Dans ce dernier cas, « S'il n’a pas subi de dommages, le salarié doit en effet faire de son mieux pour repartir dès que possible, le cas échéant par des moyens de transport alternatifs, sauf si son employeur lui permet, par exemple du fait de l’encombrement des routes, de rentrer chez lui, » détaille le portail de l'administration luxembourgeoise.

Des sanctions sont possibles

Si dans un tel contexte l'employé n'a pas rempli ses obligations, des sanctions de la part de son entreprise sont possibles. Pour le législateur en effet, le salarié peut être sanctionné si l'absence ou le retard sont en partie de son fait. La juste sanction est donc laissée à l’appréciation de l'entreprise.

Cependant, ce type d'absence - qui a mis le salarié dans l'impossibilité de solliciter une autorisation préalable à son employeur - ne peut constituer un motif de licenciement, indique le Guichet, qui précise que la charge de la preuve incombe toutefois à l'employé: « Il revient au salarié de prouver la justification de son absence. Il doit, partant, être attentif à se constituer une preuve de la cause de l'absence ou du retard, » précise le site public, qui suggère par exemple, de demander une attestation de retard à la société de chemin de fer en guise de preuve pour l’employeur, ou de reproduire par la suite un article de la presse écrite reprenant le retard dans les transports publics. »

Une retenue sur salaire est légale

La prestation de travail n’ayant pas eu lieu, le salaire n’est pas dû et l'employeur peut opérer une retenue sur salaire, sauf s'il s'agit d'une mission pour l’employeur à laquelle le salarié n’a pas pu se rendre en raison d’un cas de force majeure, ou bien si le salarié travaille à distance pendant son absence.

Toutefois, précise le Guichet: « Toute justification d’absence ne donne pas au salarié un droit à être rémunéré pour les heures perdues. » (...) Et « ce n'est que pour certaines des causes légales d'absence que le salarié est rémunéré (exemple : le salarié est rémunéré en cas de maladie, mais pas pendant une grève). » Dans tous les cas. le montant retenu sur le salaire doit être strictement proportionnel à la durée de l'absence de l'employé.

Il faudra récupérer le temps perdu

Lors du retour au travail, la question de la récupération des heures perdues se pose.

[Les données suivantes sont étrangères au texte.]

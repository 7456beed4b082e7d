//! Rate limit middleware.
//!
//! Counts every request against its key, sets the standard rate-limit
//! headers, and rejects with 429 once the count exceeds the burst. The
//! downstream handler is never invoked for a rejected request, but the
//! rejected request still counted.
//!
//! Window note: configuration expresses `rate` per a duration, while
//! the in-memory store ticks a one-second window; the cap compared
//! against the counter is the configured burst (the `rate` itself), so
//! the budget acts as an allowed burst per tick. A distributed store
//! may scale its window to the configured duration instead.

use std::sync::Arc;
use std::time::Duration;

use axum::body::Body;
use axum::extract::State;
use axum::http::{HeaderValue, Request, StatusCode};
use axum::middleware::Next;
use axum::response::{IntoResponse, Response};
use time::OffsetDateTime;
use tokio::time::timeout;
use tracing::warn;

use super::keys::KeyBuilder;
use super::store::RateStore;

const SOURCE: &str = "varco::ratelimit";

/// Deadline applied to every store operation.
const STORE_DEADLINE: Duration = Duration::from_secs(5);

/// Shared state for one endpoint's rate limit layer.
#[derive(Clone)]
pub struct RateLimitState {
    /// Requests allowed per window; advertised in `X-RateLimit-Limit`.
    pub limit: i64,
    /// Counter cap before rejection.
    pub burst: i64,
    pub store: Arc<dyn RateStore>,
    pub keys: Arc<dyn KeyBuilder>,
}

impl RateLimitState {
    pub fn new(rate: i64, store: Arc<dyn RateStore>, keys: Arc<dyn KeyBuilder>) -> Self {
        Self {
            limit: rate,
            burst: rate,
            store,
            keys,
        }
    }
}

/// Rate limit layer: increment, set headers, reject over-limit.
///
/// A store failure fails open: the request proceeds without headers.
pub async fn rate_limit_layer(
    State(state): State<RateLimitState>,
    request: Request<Body>,
    next: Next,
) -> Response {
    let key = state.keys.build(&request);

    let count = match timeout(STORE_DEADLINE, state.store.incr(&key)).await {
        Ok(Ok(count)) => count,
        Ok(Err(err)) => {
            warn!(target: SOURCE, key = %key, error = %err, "rate limit store failed, allowing request");
            return next.run(request).await;
        }
        Err(_) => {
            warn!(target: SOURCE, key = %key, "rate limit store timed out, allowing request");
            return next.run(request).await;
        }
    };

    let reset_at = OffsetDateTime::now_utc().unix_timestamp() + 1;

    if count > state.burst {
        warn!(
            target: SOURCE,
            key = %key,
            count,
            limit = state.burst,
            "rate limit exceeded"
        );
        let mut response =
            (StatusCode::TOO_MANY_REQUESTS, "Rate limit exceeded\n").into_response();
        apply_headers(&mut response, &state, count, reset_at);
        response
            .headers_mut()
            .insert("Retry-After", HeaderValue::from_static("1"));
        return response;
    }

    let mut response = next.run(request).await;
    apply_headers(&mut response, &state, count, reset_at);
    response
}

fn apply_headers(response: &mut Response, state: &RateLimitState, count: i64, reset_at: i64) {
    let headers = response.headers_mut();
    insert_number(headers, "X-RateLimit-Limit", state.limit);
    insert_number(headers, "X-RateLimit-Remaining", (state.limit - count).max(0));
    insert_number(headers, "X-RateLimit-Reset", reset_at);
}

fn insert_number(headers: &mut axum::http::HeaderMap, name: &'static str, value: i64) {
    if let Ok(value) = HeaderValue::from_str(&value.to_string()) {
        headers.insert(name, value);
    }
}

L’employeur ne peut en effet déduire cette période d'absence des congés annuels de récréation du salarié.

Aussi, trois solutions sont possibles: soit le salarié demande à son employeur de prolonger son congé rémunéré pour la durée de son absence pour cause de force majeure, s’il a encore des congés disponibles ; ou bien, l’employeur et le salarié s’accordent pour que ce dernier récupère les heures perdues dans les limites légales, avec un maximum de 10h/jour et 48h/semaine. Ou encore, les deux protagonistes considèrent cette période d’absence comme un congé sabbatique. Dans ce dernier cas, un tel congé ne sera pas rémunéré.